Laptops, toys, cell phones, calculators – these are just some of the mobile products that need batteries to function. The U.S. Environmental Protection Agency estimates that more than 350 million batteries are purchased annually in the United States.
Batteries are a unique product comprised of heavy metals and other elements. Some of these toxic heavy metals include nickel cadmium, alkaline, mercury, nickel metal hydride and lead acid. It is these elements that threaten our environment if not properly discarded.
Not all batteries are the same, and there are different ways to ensure each type is properly discarded or recycled. The batteries that consumers use most include household alkaline batteries, nickel-cadmium (NiCd) batteries, nickel metal hydride (NiMH), rechargeable batteries, button cell, automotive and non-automotive lead based batteries.

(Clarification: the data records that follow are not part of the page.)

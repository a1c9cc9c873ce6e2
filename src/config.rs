//! Arbitration configuration using Figment
//!
//! Configuration is layered from:
//! 1. Built-in defaults
//! 2. An optional TOML file
//! 3. Environment variables prefixed with `DAQ_ARBITER_` (`__` separates nesting levels)
//!
//! # Environment Variable Overrides
//!
//! ```text
//! DAQ_ARBITER_LOG_LEVEL=debug
//! DAQ_ARBITER_QUEUE__CAPACITY=16
//! DAQ_ARBITER_QUEUE__SUBMIT_TIMEOUT_MS=250
//! DAQ_ARBITER_POLLING__INTERVAL_MS=50
//! ```
//!
//! # Example
//!
//! ```no_run
//! use daq_arbiter::config::ArbiterConfig;
//! use std::path::Path;
//!
//! let config = ArbiterConfig::load(Some(Path::new("arbiter.toml")))?;
//! println!("Queue capacity: {}", config.queue.capacity);
//! # Ok::<(), daq_arbiter::config::ConfigError>(())
//! ```

use figment::{
    providers::{Env, Format, Serialized, Toml},
    Figment,
};
use serde::{Deserialize, Serialize};
use std::path::Path;
use std::time::Duration;
use thiserror::Error;
use tracing_subscriber::EnvFilter;

use crate::queue::SubmitMode;

/// Environment variable prefix for overrides.
pub const ENV_PREFIX: &str = "DAQ_ARBITER_";

/// Configuration error types
#[derive(Debug, Error)]
pub enum ConfigError {
    /// Figment could not load or deserialize a source
    #[error("Configuration load error: {0}")]
    LoadError(#[from] figment::Error),
    /// Values parsed but are semantically invalid
    #[error("Configuration validation error: {0}")]
    ValidationError(String),
}

/// Top-level configuration
#[derive(Debug, Clone, PartialEq, Eq, Serialize, Deserialize)]
pub struct ArbiterConfig {
    /// Logging level directive used when `RUST_LOG` is unset
    #[serde(default = "default_log_level")]
    pub log_level: String,
    /// Admission queue settings
    #[serde(default)]
    pub queue: QueueConfig,
    /// Polling defaults for hardware state changes
    #[serde(default)]
    pub polling: PollingConfig,
}

/// Admission queue settings
#[derive(Debug, Clone, PartialEq, Eq, Serialize, Deserialize)]
pub struct QueueConfig {
    /// Maximum number of pending tickets (0 = unbounded)
    #[serde(default)]
    pub capacity: usize,
    /// How long a guaranteed call may wait for a free slot.
    ///
    /// Unset waits indefinitely; 0 rejects immediately.
    #[serde(default)]
    pub submit_timeout_ms: Option<u64>,
}

/// Defaults for polling loops between gated calls
#[derive(Debug, Clone, PartialEq, Eq, Serialize, Deserialize)]
pub struct PollingConfig {
    /// Pause between polling attempts in milliseconds
    #[serde(default = "default_poll_interval")]
    pub interval_ms: u64,
    /// Attempts before a polling loop gives up
    #[serde(default = "default_max_attempts")]
    pub max_attempts: usize,
}

fn default_log_level() -> String {
    "info".to_string()
}

fn default_poll_interval() -> u64 {
    100
}

fn default_max_attempts() -> usize {
    10
}

impl Default for ArbiterConfig {
    fn default() -> Self {
        Self {
            log_level: default_log_level(),
            queue: QueueConfig::default(),
            polling: PollingConfig::default(),
        }
    }
}

impl Default for QueueConfig {
    fn default() -> Self {
        Self {
            capacity: 0,
            submit_timeout_ms: None,
        }
    }
}

impl Default for PollingConfig {
    fn default() -> Self {
        Self {
            interval_ms: default_poll_interval(),
            max_attempts: default_max_attempts(),
        }
    }
}

impl QueueConfig {
    /// Submit mode applied to guaranteed calls.
    pub fn submit_mode(&self) -> SubmitMode {
        match self.submit_timeout_ms {
            None => SubmitMode::Blocking,
            Some(0) => SubmitMode::NonBlocking,
            Some(ms) => SubmitMode::Timeout(Duration::from_millis(ms)),
        }
    }
}

impl PollingConfig {
    /// Pause between attempts.
    pub fn interval(&self) -> Duration {
        Duration::from_millis(self.interval_ms)
    }
}

impl ArbiterConfig {
    /// Figment with defaults, the optional TOML file, and env overrides.
    pub fn figment(path: Option<&Path>) -> Figment {
        let mut figment = Figment::from(Serialized::defaults(ArbiterConfig::default()));
        if let Some(path) = path {
            figment = figment.merge(Toml::file(path));
        }
        figment.merge(Env::prefixed(ENV_PREFIX).split("__"))
    }

    /// Load and validate configuration.
    ///
    /// A missing file is not an error: Figment skips absent TOML files, so
    /// defaults and environment overrides still apply.
    pub fn load(path: Option<&Path>) -> Result<Self, ConfigError> {
        Self::from_figment(Self::figment(path))
    }

    /// Extract and validate from an arbitrary figment.
    pub fn from_figment(figment: Figment) -> Result<Self, ConfigError> {
        let config: ArbiterConfig = figment.extract()?;
        config.validate()?;
        Ok(config)
    }

    /// Check semantic constraints that parsing cannot express.
    pub fn validate(&self) -> Result<(), ConfigError> {
        if self.polling.max_attempts == 0 {
            return Err(ConfigError::ValidationError(
                "polling.max_attempts must be at least 1".to_string(),
            ));
        }
        if matches!(self.queue.submit_timeout_ms, Some(ms) if ms > 0) && self.queue.capacity == 0 {
            return Err(ConfigError::ValidationError(
                "queue.submit_timeout_ms has no effect on an unbounded queue; set queue.capacity"
                    .to_string(),
            ));
        }
        EnvFilter::try_new(&self.log_level).map_err(|e| {
            ConfigError::ValidationError(format!("invalid log_level '{}': {}", self.log_level, e))
        })?;
        Ok(())
    }
}
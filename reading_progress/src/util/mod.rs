pub mod listeners;
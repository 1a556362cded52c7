use std::sync::atomic::{AtomicBool, Ordering};
use std::sync::{Arc, Mutex};

type Callback<T> = Arc<dyn Fn(T) + Send + Sync>;

/// A set of synchronous callbacks invoked with a value of type `T`.
///
/// Callbacks are invoked without holding the internal lock, so a callback may register or drop
/// listeners (including itself) while it runs.
pub struct CallbackListeners<T> {
    raw_listeners: Mutex<Vec<CallbackListener<T>>>,
}

impl<T> Default for CallbackListeners<T> {
    fn default() -> Self {
        Self {
            raw_listeners: Mutex::new(Vec::new()),
        }
    }
}

impl<T: Copy> CallbackListeners<T> {
    /// Registers `callback` until the returned [CallbackListenerHandle] is dropped.
    pub fn listen<F: Fn(T) + Send + Sync + 'static>(
        &self,
        callback: F,
    ) -> CallbackListenerHandle<'_, T> {
        let listener: Callback<T> = Arc::new(callback);
        let deactivated = Arc::new(AtomicBool::new(false));
        self.install(listener.clone(), deactivated.clone());

        CallbackListenerHandle {
            group: self,
            listener,
            deactivated,
        }
    }

    /// Registers `callback` for as long as these listeners exist.
    pub fn listen_permanently(&self, callback: Callback<T>) {
        self.install(callback, Arc::new(AtomicBool::new(false)));
    }

    fn install(&self, listener: Callback<T>, deactivated: Arc<AtomicBool>) {
        let mut raw_listeners = self.raw_listeners.lock().unwrap();
        raw_listeners.push(CallbackListener {
            listener,
            deactivated,
        });
    }

    pub fn notify_all(&self, value: T) {
        let active: Vec<CallbackListener<T>> = {
            let raw_listeners = self.raw_listeners.lock().unwrap();
            raw_listeners.clone()
        };

        for listener in active {
            // A previous callback may have dropped this one.
            if !listener.deactivated.load(Ordering::SeqCst) {
                (listener.listener)(value);
            }
        }
    }
}

struct CallbackListener<T> {
    listener: Callback<T>,
    deactivated: Arc<AtomicBool>,
}

impl<T> Clone for CallbackListener<T> {
    fn clone(&self) -> Self {
        Self {
            listener: self.listener.clone(),
            deactivated: self.deactivated.clone(),
        }
    }
}

pub struct CallbackListenerHandle<'a, T> {
    group: &'a CallbackListeners<T>,
    listener: Callback<T>,
    deactivated: Arc<AtomicBool>,
}

impl<T> Drop for CallbackListenerHandle<'_, T> {
    fn drop(&mut self) {
        self.deactivated.store(true, Ordering::SeqCst);

        let mut raw_listeners = self.group.raw_listeners.lock().unwrap();
        raw_listeners.retain(|listener| !Arc::ptr_eq(&listener.listener, &self.listener))
    }
}

#[cfg(test)]
mod test {
    use crate::util::listeners::CallbackListeners;
    use std::sync::atomic::{AtomicU32, AtomicUsize, Ordering};
    use std::sync::{Arc, LazyLock, Mutex};

    #[test]
    fn notify() {
        let last_page = Arc::new(AtomicU32::new(0));
        let listeners = CallbackListeners::<u32>::default();
        let listener = listeners.listen({
            let last_page = last_page.clone();
            move |page| last_page.store(page, Ordering::SeqCst)
        });

        listeners.notify_all(3);
        assert_eq!(last_page.load(Ordering::SeqCst), 3);
        listeners.notify_all(7);
        assert_eq!(last_page.load(Ordering::SeqCst), 7);

        drop(listener);
        listeners.notify_all(9);
        assert_eq!(last_page.load(Ordering::SeqCst), 7);
    }

    #[test]
    fn permanent_listeners() {
        let events = Arc::new(AtomicUsize::new(0));
        let listeners = CallbackListeners::<u32>::default();
        listeners.listen_permanently({
            let events = events.clone();
            Arc::new(move |_: u32| {
                events.fetch_add(1, Ordering::SeqCst);
            })
        });

        listeners.notify_all(1);
        listeners.notify_all(2);
        assert_eq!(events.load(Ordering::SeqCst), 2);
    }

    #[test]
    fn drop_on_notify() {
        // Listeners run with a 'static bound, so the group being listened on lives in a static.
        static LISTENERS: LazyLock<CallbackListeners<u32>> = LazyLock::new(Default::default);

        let events = Arc::new(AtomicUsize::new(0));
        let slot = Arc::new(Mutex::new(None));

        {
            let mut guard = slot.lock().unwrap();
            let slot = slot.clone();
            let events = events.clone();
            *guard = Some(LISTENERS.listen(move |_| {
                events.fetch_add(1, Ordering::SeqCst);

                // Drop self
                drop(slot.lock().unwrap().take());
            }));
        }

        LISTENERS.notify_all(1);
        assert_eq!(events.load(Ordering::SeqCst), 1);

        // Notifying should have dropped the listener
        LISTENERS.notify_all(2);
        assert_eq!(events.load(Ordering::SeqCst), 1);
        assert!(slot.lock().unwrap().is_none());
    }
}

That’s a lot of batteries – how do you know what type you are using? The following information might help:
Household/Alkaline batteries are common, single-use batteries – AA, AAA, C and D. These batteries have little to no mercury in them and recycling programs generally no longer accept them. In Gloucester, we do not. It is perfectly safe to dispose of them in the trash.
Nickel-Cadmium (NiCd) are rechargeable batteries- considered to be hazardous waste, and MUST be recycled.
Nickel Metal Hydride (NiMH) or Lithium-Ion are commonly used in laptops. They are considered non-hazardous waste but contain elements that can be recycled.
Button cell batteries are commonly used in hearing aids, calculators, and watches. These batteries contain silver, mercury, and other elements that are hazardous to the environment and should be recycled.
Automotive & sealed lead-based batteries contain hazardous materials and elements that can be reused and should be recycled as well.